Na verdade, o lado bom da retirada de Moraes da Magnitsky deve ter se reproduzido por cissiparidade, porque são vários. A começar pelo mais óbvio: quem sabe agora deixamos (repare na primeira pessoa do plural) de acreditar em soluções mágicas. Ainda mais vindas de fora. E outro, na mesma linha: quem sabe agora deixamos de dar razão a tudo o que disse Olavo de Carvalho. Um sujeito que contribuiu muito e tal, obrigado, mas que estava longe de ser essa perfeição toda que alguns insistem em ver nele. E aqui um lado que não parece bom, mas é: quem sabe agora possamos ter uma noção exata do poder do hómi, de modo a enfrentá-lo com as armas adequadas, e não com bravatas e pen drives. Quem sabe!
(Sem falar nos mal-intencionados, claro)
Quer outro lado bom da recuada histórica do exímio negociador de exuberantes cabelos loiros? Aqui está: a retirada do nome de Alexandre de Moraes e da esposa entre os sancionados pela Lei Magnitsky dá vazão a alguma coisa num inconsciente coletivo dominado pelo medo e pelo cinismo. E faz isso à força, eu sei. Daí o trauma inicial. Mas a gente aguenta. Ainda mais se levarmos em conta que essa medida aí permite (outro lado bom) que rompamos os limites ideológicos, que comecemos a perceber nuances e sobretudo falhas, muitas falhas, falhas aos montes, nessa confiança desesperada que depositamos (primeira pessoa do plural novamente) nos heróis de ocasião.
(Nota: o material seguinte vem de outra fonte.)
impl<'t> Parser<'t> {
    fn new(source: &'t str, tokens: &'t [Token]) -> Self {
        let significant = tokens
            .iter()
            .enumerate()
            .filter(|(_, t)| !t.kind.is_trivia())
            .map(|(i, _)| i)
            .collect();
        Self {
            source,
            tokens,
            significant,
            pos: 0,
            events: Vec::new(),
            depth: 0,
        }
    }

    // -------------------------------------------------------------------------
    // Lookahead
    // -------------------------------------------------------------------------

    pub(crate) fn nth(&self, n: usize) -> Option<TokenKind> {
        self.nth_token(n).map(|t| t.kind)
    }

    fn nth_token(&self, n: usize) -> Option<&Token> {
        self.significant
            .get(self.pos + n)
            .map(|&i| &self.tokens[i])
    }

    pub(crate) fn current(&self) -> Option<TokenKind> {
        self.nth(0)
    }

    pub(crate) fn at(&self, kind: TokenKind) -> bool {
        self.current() == Some(kind)
    }

    pub(crate) fn at_eof(&self) -> bool {
        self.pos >= self.significant.len()
    }

    /// Identifier token with exactly this text
    pub(crate) fn at_word(&self, word: &str) -> bool {
        self.at(TokenKind::Identifier) && self.text() == word
    }

    /// Text of the current token, empty at end of input
    pub(crate) fn text(&self) -> &'t str {
        match self.nth_token(0) {
            Some(token) => token.text(self.source),
            None => "",
        }
    }

    /// Text of the current token for messages
    pub(crate) fn found(&self) -> &'t str {
        if self.at_eof() {
            "<EOF>"
        } else {
            self.text()
        }
    }

    /// Position in the significant token stream, for progress checks
    pub(crate) fn position(&self) -> usize {
        self.pos
    }

    // -------------------------------------------------------------------------
    // Consuming
    // -------------------------------------------------------------------------

    pub(crate) fn bump(&mut self) {
        if let Some(&index) = self.significant.get(self.pos) {
            self.events.push(Event::Token(index));
            self.pos += 1;
        }
    }

    /// Consume the current token wrapped in a one-token node
    pub(crate) fn bump_as(&mut self, kind: NodeKind) {
        let marker = self.mark();
        self.bump();
        marker.done(self, kind);
    }

    /// Parse a nested construct one level deeper
    ///
    /// Past [`MAX_NESTING`] the construct is wrapped in an error node instead
    /// and `None` is returned.
    pub(crate) fn nested<R>(&mut self, parse: impl FnOnce(&mut Self) -> R) -> Option<R> {
        if self.depth >= MAX_NESTING {
            self.skip_balanced("Nesting too deep.".to_string());
            return None;
        }
        self.depth += 1;
        let result = parse(self);
        self.depth -= 1;
        Some(result)
    }

    /// Skip up to the closer that balances the first opener, or a `;`
    /// outside any bracket; an unmatched closer is left for the caller
    fn skip_balanced(&mut self, message: String) {
        let skipped = self.mark();
        let mut open = 0usize;
        while let Some(kind) = self.current() {
            match kind {
                TokenKind::LBrace | TokenKind::LBracket | TokenKind::LParen => open += 1,
                TokenKind::RBrace | TokenKind::RBracket | TokenKind::RParen => {
                    if open == 0 {
                        break;
                    }
                    open -= 1;
                    if open == 0 {
                        self.bump();
                        break;
                    }
                }
                TokenKind::Semicolon if open == 0 => {
                    self.bump();
                    break;
                }
                _ => {}
            }
            self.bump();
        }
        skipped.error(self, message);
    }

    pub(crate) fn mark(&mut self) -> Marker {
        let pos = self.events.len();
        self.events.push(Event::tombstone());
        Marker { pos }
    }

    // -------------------------------------------------------------------------
    // Errors
    // -------------------------------------------------------------------------

    /// Report an error and skip to a recovery boundary
    ///
    /// `open` is the construct being built; it is closed as incomplete before
    /// the error node starts, so the skipped tokens become its sibling.
    pub(crate) fn error(
        &mut self,
        open: Option<(Marker, NodeKind)>,
        recovery: Recovery,
        message: String,
    ) {
        if let Some((marker, kind)) = open {
            marker.done_incomplete(self, kind);
        }

        let skipped = self.mark();
        while let Some(kind) = self.current() {
            if recovery.stops_after(kind) {
                self.bump();
                break;
            }
            if recovery.stops_before(kind) {
                break;
            }
            self.bump();
        }
        skipped.error(self, message);
    }

    /// Report an error covering at most the current token
    ///
    /// Closing delimiters are left for the enclosing construct.
    pub(crate) fn error_here(&mut self, message: String) {
        let skipped = self.mark();
        if !matches!(
            self.current(),
            None | Some(
                TokenKind::RParen
                    | TokenKind::RBracket
                    | TokenKind::RBrace
                    | TokenKind::Comma
                    | TokenKind::Semicolon
            )
        ) {
            self.bump();
        }
        skipped.error(self, message);
    }

    /// Close a statement that ends in `;`
    pub(crate) fn expect_terminator(&mut self, marker: Marker, kind: NodeKind, message: String) {
        self.expect_closing(marker, kind, TokenKind::Semicolon, Recovery::Statement, message);
    }

    /// Close a construct on `closer`
    ///
    /// When the closer is missing but the next token can start another
    /// member, nothing is skipped and the error node is empty.
    pub(crate) fn expect_closing(
        &mut self,
        marker: Marker,
        kind: NodeKind,
        closer: TokenKind,
        recovery: Recovery,
        message: String,
    ) {
        if self.at(closer) {
            self.bump();
            marker.done(self, kind);
        } else if self.at_eof() || self.can_start_member() {
            marker.done_incomplete(self, kind);
            let missing = self.mark();
            missing.error(self, message);
        } else {
            self.error(Some((marker, kind)), recovery, message);
        }
    }

    fn can_start_member(&self) -> bool {
        matches!(
            self.current(),
            Some(TokenKind::Identifier | TokenKind::LBracket | TokenKind::RBrace)
        )
    }

    /// Wrap one token in an error node when a loop made no progress
    pub(crate) fn ensure_progress(&mut self, before: usize) {
        if self.pos == before && !self.at_eof() {
            let message = format!("Unexpected '{}'.", self.found());
            let skipped = self.mark();
            self.bump();
            skipped.error(self, message);
        }
    }
}
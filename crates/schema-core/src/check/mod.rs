//! Type checker
//!
//! Walks a parsed file and reports, as [`Diagnostic`]s:
//!
//! - type names in fields and commands that resolve nowhere
//! - annotation and constructor arguments whose count, names or literal
//!   shapes disagree with the target type's fields
//! - enum or instance references that do not resolve
//! - field numbers reused inside one type or component
//!
//! Checking only reads the tree; it runs on incomplete trees too.

mod annotation;
mod literal;

use std::collections::{HashMap, HashSet};
use std::sync::Arc;

use tracing::debug;

use crate::diagnostics::{
    syntax_error, type_mismatch_error, unresolved_error, Diagnostic, DiagnosticCode, RelatedInfo,
    SuggestedFix,
};
use crate::resolve::{is_standard_library_name, Resolver};
use crate::syntax::{NodeId, NodeKind, SyntaxTree};

pub const BUILT_IN_TYPES: &[&str] = &[
    "double", "float", "string", "bytes", "int32", "int64", "uint32", "uint64", "sint32", "sint64",
    "fixed32", "fixed64", "sfixed32", "sfixed64", "bool",
];

pub const BUILT_IN_GENERICS: &[&str] = &["option", "list", "map"];

const SUGGESTION_THRESHOLD: f64 = 0.85;

/// Syntax errors followed by everything the checker finds
pub fn check_file(tree: &Arc<SyntaxTree>, resolver: &Resolver<'_>) -> Vec<Diagnostic> {
    let mut checker = Checker::new(tree, *resolver);
    for error in tree.errors() {
        checker.diagnostics.push(syntax_error(tree, error));
    }
    for node in tree.descendants(tree.root()) {
        checker.validate(node);
    }

    let diagnostics = checker.finish();
    debug!(
        path = ?tree.path(),
        syntax_errors = tree.errors().len(),
        total = diagnostics.len(),
        "checked schema file"
    );
    diagnostics
}

pub fn is_built_in(name: &str) -> bool {
    BUILT_IN_TYPES.contains(&name) || BUILT_IN_GENERICS.contains(&name)
}

/// Per-file checking state
pub struct Checker<'a> {
    tree: &'a Arc<SyntaxTree>,
    resolver: Resolver<'a>,
    /// References already judged against an expected type
    judged: HashSet<NodeId>,
    diagnostics: Vec<Diagnostic>,
}

impl<'a> Checker<'a> {
    pub fn new(tree: &'a Arc<SyntaxTree>, resolver: Resolver<'a>) -> Self {
        Self {
            tree,
            resolver,
            judged: HashSet::new(),
            diagnostics: Vec::new(),
        }
    }

    pub fn finish(self) -> Vec<Diagnostic> {
        self.diagnostics
    }

    /// Check one node; kinds without rules are ignored
    pub fn validate(&mut self, node: NodeId) {
        match self.tree.kind(node) {
            NodeKind::FieldType => self.field_type(node),
            NodeKind::Command => self.command(node),
            NodeKind::Annotation => self.annotation(node),
            NodeKind::NewInstance => self.new_instance(node),
            NodeKind::EnumOrInstanceRef => self.enum_or_instance(node),
            NodeKind::Type | NodeKind::Component => self.field_numbers(node),
            _ => {}
        }
    }

    fn push(&mut self, diagnostic: Diagnostic) {
        self.diagnostics.push(diagnostic);
    }

    // -------------------------------------------------------------------------
    // Type references
    // -------------------------------------------------------------------------

    fn field_type(&mut self, node: NodeId) {
        let tree = self.tree;
        let children = tree.children(node);
        let Some(&head) = children.first() else {
            return;
        };
        self.type_reference(head);
        if BUILT_IN_GENERICS.contains(&tree.text(head)) {
            for &param in &children[1..] {
                self.type_reference(param);
            }
        }
    }

    fn command(&mut self, node: NodeId) {
        let tree = self.tree;
        for reference in tree.children_of_kind(node, NodeKind::TypeNameRef) {
            self.type_reference(reference);
        }
    }

    fn type_reference(&mut self, node: NodeId) {
        let tree = self.tree;
        let name = tree.text(node);
        if is_built_in(name) {
            return;
        }
        match self.resolver.resolve(tree, node, name) {
            Some(def) => match def.kind() {
                NodeKind::Type | NodeKind::Enum | NodeKind::Component => {}
                other => self.push(type_mismatch_error(
                    tree,
                    node,
                    format!("'{}' names a {}, not a type", name, other),
                )),
            },
            None if is_standard_library_name(tree, name) => {}
            None => self.unresolved(node, format!("Unable to find type {}", name)),
        }
    }

    fn enum_or_instance(&mut self, node: NodeId) {
        if self.judged.contains(&node) {
            return;
        }
        let tree = self.tree;
        let name = tree.text(node);
        if self.resolver.resolve(tree, node, name).is_none() && !is_standard_library_name(tree, name)
        {
            self.unresolved(node, format!("Unable to find type/enum {}", name));
        }
    }

    /// Report an unresolved name, suggesting a close definition name
    fn unresolved(&mut self, node: NodeId, message: String) {
        let tree = self.tree;
        let mut diagnostic = unresolved_error(tree, node, message);
        if let Some(candidate) = self.suggest(tree.text(node)) {
            diagnostic = diagnostic.with_fix(SuggestedFix {
                description: format!("did you mean '{}'?", candidate),
                replacement: candidate,
                range: tree.range(node),
            });
        }
        self.push(diagnostic);
    }

    fn suggest(&self, name: &str) -> Option<String> {
        let tree = self.tree;
        let wanted = name.to_lowercase();
        tree.descendants(tree.root())
            .filter(|&n| {
                matches!(
                    tree.kind(n),
                    NodeKind::Type | NodeKind::Enum | NodeKind::Component
                )
            })
            .filter_map(|n| tree.definition_name(n))
            .filter(|&candidate| candidate != name)
            .map(|candidate| {
                let score = strsim::jaro_winkler(&wanted, &candidate.to_lowercase());
                (score, candidate)
            })
            .filter(|(score, _)| *score >= SUGGESTION_THRESHOLD)
            .max_by(|a, b| a.0.total_cmp(&b.0))
            .map(|(_, candidate)| candidate.to_string())
    }

    // -------------------------------------------------------------------------
    // Field numbers
    // -------------------------------------------------------------------------

    fn field_numbers(&mut self, node: NodeId) {
        let tree = self.tree;
        let mut seen: HashMap<u64, NodeId> = HashMap::new();
        for field in tree.children_of_kind(node, NodeKind::Field) {
            let Some(number) = tree.field_number(field) else {
                continue;
            };
            let Some(&first) = seen.get(&number) else {
                seen.insert(number, field);
                continue;
            };
            let anchor = tree
                .first_child_of_kind(field, NodeKind::FieldNumber)
                .unwrap_or(field);
            let diagnostic = Diagnostic::warning(
                DiagnosticCode::DuplicateFieldNumber,
                format!(
                    "Field number {} is already used by '{}'",
                    number,
                    tree.field_name(first).unwrap_or_default()
                ),
            )
            .at(tree, anchor)
            .with_related(RelatedInfo::at(tree, first, "first declared here"));
            self.push(diagnostic);
        }
    }
}

// ============================================================================
// Tests
// ============================================================================

#[cfg(test)]
mod tests {
    use super::*;
    use crate::parser::parse;

    fn check(source: &str) -> Vec<Diagnostic> {
        let tree = Arc::new(parse(source));
        check_file(&tree, &Resolver::local())
    }

    #[test]
    fn test_clean_file() {
        let diags = check(
            "package p;\ntype Vec { double x = 1; double y = 2; }\n\
             component Thing { id = 1; Vec v = 1; list<Vec> path = 2; map<string, Vec> named = 3; }",
        );
        assert!(diags.is_empty(), "{:?}", diags);
    }

    #[test]
    fn test_unresolved_field_type() {
        let diags = check("type A { Missing m = 1; }");
        assert_eq!(diags.len(), 1);
        assert_eq!(diags[0].code, DiagnosticCode::UnresolvedReference);
        assert_eq!(diags[0].message, "Unable to find type Missing");
    }

    #[test]
    fn test_generic_parameters_are_checked() {
        let diags = check("type A { map<string, Nope> m = 1; }");
        assert_eq!(diags.len(), 1);
        assert!(diags[0].message.contains("Nope"));
    }

    #[test]
    fn test_suggestion_for_typo() {
        let diags = check("type Position {} type A { Positon p = 1; }");
        let fix = diags[0].suggested_fix.as_ref().unwrap();
        assert_eq!(fix.replacement, "Position");
    }

    #[test]
    fn test_no_suggestion_for_distant_name() {
        let diags = check("type Position {} type A { Zzz p = 1; }");
        assert!(diags[0].suggested_fix.is_none());
    }

    #[test]
    fn test_command_types() {
        let diags = check("type Req {} component C { id = 2; command Resp go(Req); }");
        assert_eq!(diags.len(), 1);
        assert_eq!(diags[0].message, "Unable to find type Resp");
    }

    #[test]
    fn test_entity_id_is_always_known() {
        assert!(check("type A { EntityId e = 1; }").is_empty());
    }

    #[test]
    fn test_standard_library_needs_import() {
        let with = check(
            "import \"improbable/standard_library.schema\";\n\
             component C { id = 1; improbable.Position p = 1; }",
        );
        assert!(with.is_empty(), "{:?}", with);
        let without = check("component C { id = 1; improbable.Position p = 1; }");
        assert_eq!(without.len(), 1);
    }

    #[test]
    fn test_duplicate_field_numbers_warn() {
        let diags = check("type A { int32 a = 1; int32 b = 1; }");
        assert_eq!(diags.len(), 1);
        assert!(diags[0].is_warning());
        assert_eq!(diags[0].code, DiagnosticCode::DuplicateFieldNumber);
        assert_eq!(diags[0].related.len(), 1);
    }

    #[test]
    fn test_syntax_errors_come_first() {
        let diags = check("type A { Missing m = 1 }\n???");
        assert_eq!(diags[0].code, DiagnosticCode::SyntaxError);
    }

    #[test]
    fn test_field_reference_is_not_a_type() {
        let diags = check("type A { int32 b = 1; A.b x = 2; }");
        assert_eq!(diags.len(), 1);
        assert_eq!(diags[0].code, DiagnosticCode::TypeMismatch);
    }
}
Por falar em heróis de ocasião, aqui está o lado bom mesmo do que à primeira vista chamei escandalosamente de tragédia: a aparente rasteira trumpista permite que façamos (ppp) um necessário exame de consciência. Será que, até por medo do cancelamento bolsonarista, não cedemos demais ao discurso virulento, intimidador e, digamos, imprudente de certas figuras talvez bem-intencionadas, mas sem condições emocionais e intelectuais (e morais) de conduzir esse processo todo? (Sem falar nos mal-intencionados, claro).
No fim tudo dá certo
Sim, cedemos e, em cedendo, permitimos que essas pessoas manipulassem nossa esperança e, por mais paradoxal que isso possa parecer, nosso desespero. Deixamo-nos seduzir pelo discurso fajuto da indignação permanente. Contra tudo e todos. Uma indignação que, venho insistindo há algum tempo, é estéril e só serve para alimentar o ego já inflado de quem nos promete um paraíso direitista, conservador (na verdade, puritano) e/ou bolsonarista.
Em outras palavras, Trump nos deu na verdade um presente. Nós, que éramos reféns, agora temos a oportunidade de nos livrarmos dos (com todo o respeito) picaretas que, de alguma forma, inclusive financeiramente, só têm a ganhar mantendo você, leitor, nesse estado permanente de revolta. E aqui vou aproveitar a generosidade da sua leitura para fazer um adendo aparentemente à toa e perguntar: se eu lhe dissesse que esse imbróglio dificilmente se resolverá nas próximas duas ou três décadas, ainda assim você continuaria lutando? Eu também. Mas sem essa aflição toda. Afinal, como dizia o pai do Fernando Sabino, no fim tudo dá certo. Se não deu certo, é porque não chegou ao fim.